▽

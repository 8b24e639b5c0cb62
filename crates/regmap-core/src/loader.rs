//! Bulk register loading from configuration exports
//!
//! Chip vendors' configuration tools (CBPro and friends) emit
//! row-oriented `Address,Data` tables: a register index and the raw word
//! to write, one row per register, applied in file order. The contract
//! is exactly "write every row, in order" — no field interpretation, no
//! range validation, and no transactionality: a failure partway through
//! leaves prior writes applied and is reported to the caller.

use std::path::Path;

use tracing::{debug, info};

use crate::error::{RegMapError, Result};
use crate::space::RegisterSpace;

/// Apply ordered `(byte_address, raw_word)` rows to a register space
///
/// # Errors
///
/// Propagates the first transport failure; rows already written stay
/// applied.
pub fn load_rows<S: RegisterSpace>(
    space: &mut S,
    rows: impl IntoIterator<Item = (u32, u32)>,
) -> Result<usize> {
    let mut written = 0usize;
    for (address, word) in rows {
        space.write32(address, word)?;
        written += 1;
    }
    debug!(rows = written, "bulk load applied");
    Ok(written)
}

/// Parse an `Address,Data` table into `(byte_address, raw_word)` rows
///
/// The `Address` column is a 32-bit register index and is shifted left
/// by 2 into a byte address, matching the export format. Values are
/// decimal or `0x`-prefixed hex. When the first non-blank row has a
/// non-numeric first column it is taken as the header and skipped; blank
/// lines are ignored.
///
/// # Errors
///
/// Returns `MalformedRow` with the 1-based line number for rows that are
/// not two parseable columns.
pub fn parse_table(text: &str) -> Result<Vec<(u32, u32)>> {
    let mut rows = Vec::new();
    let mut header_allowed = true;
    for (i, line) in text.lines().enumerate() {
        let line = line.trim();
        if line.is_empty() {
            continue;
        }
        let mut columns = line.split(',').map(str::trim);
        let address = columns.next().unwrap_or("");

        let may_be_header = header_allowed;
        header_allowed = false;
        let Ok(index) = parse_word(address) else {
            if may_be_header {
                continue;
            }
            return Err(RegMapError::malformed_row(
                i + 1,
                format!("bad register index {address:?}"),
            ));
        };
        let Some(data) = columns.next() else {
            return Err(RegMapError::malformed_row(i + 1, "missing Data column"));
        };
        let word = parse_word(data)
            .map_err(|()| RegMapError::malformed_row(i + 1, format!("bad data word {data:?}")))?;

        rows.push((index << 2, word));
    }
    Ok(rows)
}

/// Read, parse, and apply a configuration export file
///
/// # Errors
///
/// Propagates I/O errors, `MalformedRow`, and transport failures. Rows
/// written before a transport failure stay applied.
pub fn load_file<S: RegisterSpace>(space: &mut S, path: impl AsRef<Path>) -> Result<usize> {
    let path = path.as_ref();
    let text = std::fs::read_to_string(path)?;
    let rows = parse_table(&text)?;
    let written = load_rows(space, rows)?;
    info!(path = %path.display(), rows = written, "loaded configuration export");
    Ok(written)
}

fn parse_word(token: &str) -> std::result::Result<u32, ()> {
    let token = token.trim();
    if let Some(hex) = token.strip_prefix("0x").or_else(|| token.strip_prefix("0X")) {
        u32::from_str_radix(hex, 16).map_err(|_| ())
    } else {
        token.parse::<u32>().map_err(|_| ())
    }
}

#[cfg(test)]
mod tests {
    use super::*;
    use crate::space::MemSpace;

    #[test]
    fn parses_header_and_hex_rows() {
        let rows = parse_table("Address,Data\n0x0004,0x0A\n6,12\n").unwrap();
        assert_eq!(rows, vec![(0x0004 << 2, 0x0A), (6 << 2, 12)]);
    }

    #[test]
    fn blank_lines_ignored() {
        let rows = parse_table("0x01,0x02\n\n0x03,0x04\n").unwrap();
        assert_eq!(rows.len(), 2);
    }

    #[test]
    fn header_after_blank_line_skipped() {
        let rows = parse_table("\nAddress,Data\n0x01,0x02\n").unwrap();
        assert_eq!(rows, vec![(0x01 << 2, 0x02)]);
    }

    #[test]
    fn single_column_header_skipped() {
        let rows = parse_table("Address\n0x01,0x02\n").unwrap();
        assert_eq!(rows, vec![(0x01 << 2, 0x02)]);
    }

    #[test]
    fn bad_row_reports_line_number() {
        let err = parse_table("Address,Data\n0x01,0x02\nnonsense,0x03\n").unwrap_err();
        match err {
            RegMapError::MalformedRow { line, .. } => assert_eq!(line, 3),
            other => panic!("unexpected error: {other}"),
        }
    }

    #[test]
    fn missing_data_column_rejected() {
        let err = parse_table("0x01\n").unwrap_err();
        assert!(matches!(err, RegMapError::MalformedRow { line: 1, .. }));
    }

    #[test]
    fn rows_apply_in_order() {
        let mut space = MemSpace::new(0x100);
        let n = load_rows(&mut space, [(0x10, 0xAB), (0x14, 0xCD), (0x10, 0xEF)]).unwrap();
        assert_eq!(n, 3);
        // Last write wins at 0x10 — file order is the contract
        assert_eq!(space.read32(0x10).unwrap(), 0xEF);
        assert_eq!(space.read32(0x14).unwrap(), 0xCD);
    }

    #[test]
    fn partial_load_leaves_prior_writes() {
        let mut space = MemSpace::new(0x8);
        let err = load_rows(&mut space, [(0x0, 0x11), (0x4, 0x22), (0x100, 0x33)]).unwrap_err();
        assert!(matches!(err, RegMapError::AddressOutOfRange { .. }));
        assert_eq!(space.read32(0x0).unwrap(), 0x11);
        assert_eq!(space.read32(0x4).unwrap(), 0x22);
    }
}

△

* [Task statement]: Present each line from the listing that holds the string "text".

* [Exercise response]:
pub fn parse_table(text: &str) -> Result<Vec<(u32, u32)>> {
    for (i, line) in text.lines().enumerate() {
    let text = std::fs::read_to_string(path)?;
    let rows = parse_table(&text)?;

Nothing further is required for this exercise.